BEGIN DATA FOR REVIEW
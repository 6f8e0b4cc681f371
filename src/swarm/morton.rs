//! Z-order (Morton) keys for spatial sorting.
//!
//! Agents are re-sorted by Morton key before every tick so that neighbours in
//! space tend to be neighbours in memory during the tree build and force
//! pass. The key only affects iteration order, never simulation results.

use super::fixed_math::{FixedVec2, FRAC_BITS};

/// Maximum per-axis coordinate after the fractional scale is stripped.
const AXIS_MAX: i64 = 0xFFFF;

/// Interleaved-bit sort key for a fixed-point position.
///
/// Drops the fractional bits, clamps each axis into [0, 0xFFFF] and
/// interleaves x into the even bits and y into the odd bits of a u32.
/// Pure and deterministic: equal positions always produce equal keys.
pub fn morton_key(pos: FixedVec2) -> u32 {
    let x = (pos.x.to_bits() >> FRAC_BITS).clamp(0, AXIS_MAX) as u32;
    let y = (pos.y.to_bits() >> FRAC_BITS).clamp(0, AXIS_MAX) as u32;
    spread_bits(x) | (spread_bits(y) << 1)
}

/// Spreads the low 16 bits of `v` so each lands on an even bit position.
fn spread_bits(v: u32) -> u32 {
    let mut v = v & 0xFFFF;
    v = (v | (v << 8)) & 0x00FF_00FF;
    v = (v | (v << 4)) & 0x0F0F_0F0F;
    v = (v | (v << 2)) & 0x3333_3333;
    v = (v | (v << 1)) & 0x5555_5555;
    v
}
END DATA FOR REVIEW
BEGIN DATA FOR REVIEW
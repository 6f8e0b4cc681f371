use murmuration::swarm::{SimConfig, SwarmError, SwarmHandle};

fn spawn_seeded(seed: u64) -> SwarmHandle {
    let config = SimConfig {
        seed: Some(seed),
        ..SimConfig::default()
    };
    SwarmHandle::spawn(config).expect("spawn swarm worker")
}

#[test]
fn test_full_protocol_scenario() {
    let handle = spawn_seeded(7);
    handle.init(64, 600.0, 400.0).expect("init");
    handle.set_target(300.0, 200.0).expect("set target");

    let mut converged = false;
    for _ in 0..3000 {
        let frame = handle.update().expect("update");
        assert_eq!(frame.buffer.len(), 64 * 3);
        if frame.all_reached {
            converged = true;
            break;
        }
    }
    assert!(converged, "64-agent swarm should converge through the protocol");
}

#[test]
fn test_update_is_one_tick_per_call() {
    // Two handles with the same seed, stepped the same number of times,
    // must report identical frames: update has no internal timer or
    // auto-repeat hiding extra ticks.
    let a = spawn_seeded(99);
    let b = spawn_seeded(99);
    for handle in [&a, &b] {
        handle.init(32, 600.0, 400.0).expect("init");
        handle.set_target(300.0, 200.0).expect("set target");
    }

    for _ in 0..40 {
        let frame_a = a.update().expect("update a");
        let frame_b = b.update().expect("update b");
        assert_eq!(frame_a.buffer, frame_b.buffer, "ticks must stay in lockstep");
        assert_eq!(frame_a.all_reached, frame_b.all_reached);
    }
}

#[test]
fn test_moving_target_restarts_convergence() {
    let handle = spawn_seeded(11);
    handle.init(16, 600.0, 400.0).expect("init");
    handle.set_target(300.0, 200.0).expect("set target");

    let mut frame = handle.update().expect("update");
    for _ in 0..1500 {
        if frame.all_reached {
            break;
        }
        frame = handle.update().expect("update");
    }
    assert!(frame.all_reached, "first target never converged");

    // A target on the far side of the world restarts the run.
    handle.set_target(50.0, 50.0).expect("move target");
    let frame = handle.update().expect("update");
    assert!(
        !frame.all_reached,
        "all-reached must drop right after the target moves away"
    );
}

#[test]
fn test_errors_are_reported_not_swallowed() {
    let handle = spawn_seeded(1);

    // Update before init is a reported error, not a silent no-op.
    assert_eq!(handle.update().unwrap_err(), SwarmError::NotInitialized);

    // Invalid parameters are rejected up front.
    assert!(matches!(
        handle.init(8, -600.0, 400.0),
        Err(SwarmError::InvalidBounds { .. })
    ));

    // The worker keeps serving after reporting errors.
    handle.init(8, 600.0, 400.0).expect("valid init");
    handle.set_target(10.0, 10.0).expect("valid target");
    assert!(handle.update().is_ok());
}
END DATA FOR REVIEW
BEGIN DATA FOR REVIEW
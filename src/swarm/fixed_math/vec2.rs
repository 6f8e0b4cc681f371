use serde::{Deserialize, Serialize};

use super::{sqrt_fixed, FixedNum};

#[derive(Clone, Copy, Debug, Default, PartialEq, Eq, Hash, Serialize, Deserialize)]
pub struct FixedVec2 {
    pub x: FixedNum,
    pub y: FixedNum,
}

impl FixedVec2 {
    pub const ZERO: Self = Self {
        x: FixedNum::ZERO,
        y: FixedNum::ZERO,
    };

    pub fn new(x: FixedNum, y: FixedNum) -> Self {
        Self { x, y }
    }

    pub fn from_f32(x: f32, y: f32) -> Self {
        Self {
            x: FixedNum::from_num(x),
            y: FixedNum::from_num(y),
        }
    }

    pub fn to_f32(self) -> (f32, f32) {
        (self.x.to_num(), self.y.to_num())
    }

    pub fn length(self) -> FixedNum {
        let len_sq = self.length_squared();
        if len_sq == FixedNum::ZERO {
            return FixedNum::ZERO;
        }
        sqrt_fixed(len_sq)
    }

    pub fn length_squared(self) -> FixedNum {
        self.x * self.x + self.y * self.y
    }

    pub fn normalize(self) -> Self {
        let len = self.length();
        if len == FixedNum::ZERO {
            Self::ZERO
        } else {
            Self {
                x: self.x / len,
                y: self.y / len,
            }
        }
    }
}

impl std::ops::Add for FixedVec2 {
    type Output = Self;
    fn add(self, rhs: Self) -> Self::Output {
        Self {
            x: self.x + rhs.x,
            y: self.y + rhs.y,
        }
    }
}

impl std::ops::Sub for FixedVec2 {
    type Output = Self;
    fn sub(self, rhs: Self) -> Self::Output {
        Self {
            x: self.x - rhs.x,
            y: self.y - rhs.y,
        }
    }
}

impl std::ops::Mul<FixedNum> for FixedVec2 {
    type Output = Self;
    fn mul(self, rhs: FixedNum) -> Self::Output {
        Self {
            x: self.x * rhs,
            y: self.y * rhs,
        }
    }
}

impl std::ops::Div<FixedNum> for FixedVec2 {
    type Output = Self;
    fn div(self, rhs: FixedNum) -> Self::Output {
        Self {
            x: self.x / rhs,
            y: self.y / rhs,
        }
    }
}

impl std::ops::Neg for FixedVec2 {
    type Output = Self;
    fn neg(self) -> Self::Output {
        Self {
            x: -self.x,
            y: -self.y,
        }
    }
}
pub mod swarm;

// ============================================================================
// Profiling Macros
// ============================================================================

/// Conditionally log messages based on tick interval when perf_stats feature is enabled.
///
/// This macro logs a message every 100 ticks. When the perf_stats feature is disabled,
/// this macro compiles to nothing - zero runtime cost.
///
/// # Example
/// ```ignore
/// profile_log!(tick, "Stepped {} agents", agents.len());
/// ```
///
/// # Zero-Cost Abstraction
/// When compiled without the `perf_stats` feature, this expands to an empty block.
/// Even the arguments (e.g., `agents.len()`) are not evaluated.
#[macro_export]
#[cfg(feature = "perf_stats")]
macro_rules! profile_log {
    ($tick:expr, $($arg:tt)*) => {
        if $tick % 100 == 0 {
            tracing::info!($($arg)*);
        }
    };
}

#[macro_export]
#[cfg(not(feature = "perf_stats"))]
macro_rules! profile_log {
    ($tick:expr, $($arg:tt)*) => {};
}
END DATA FOR REVIEW
* **WHAT TO WORK ON**:
Reproduce each line from the listing above that includes the word "keys".

* **WRITTEN SOLUTION**:
//! Z-order (Morton) keys for spatial sorting.
/// Pure and deterministic: equal positions always produce equal keys.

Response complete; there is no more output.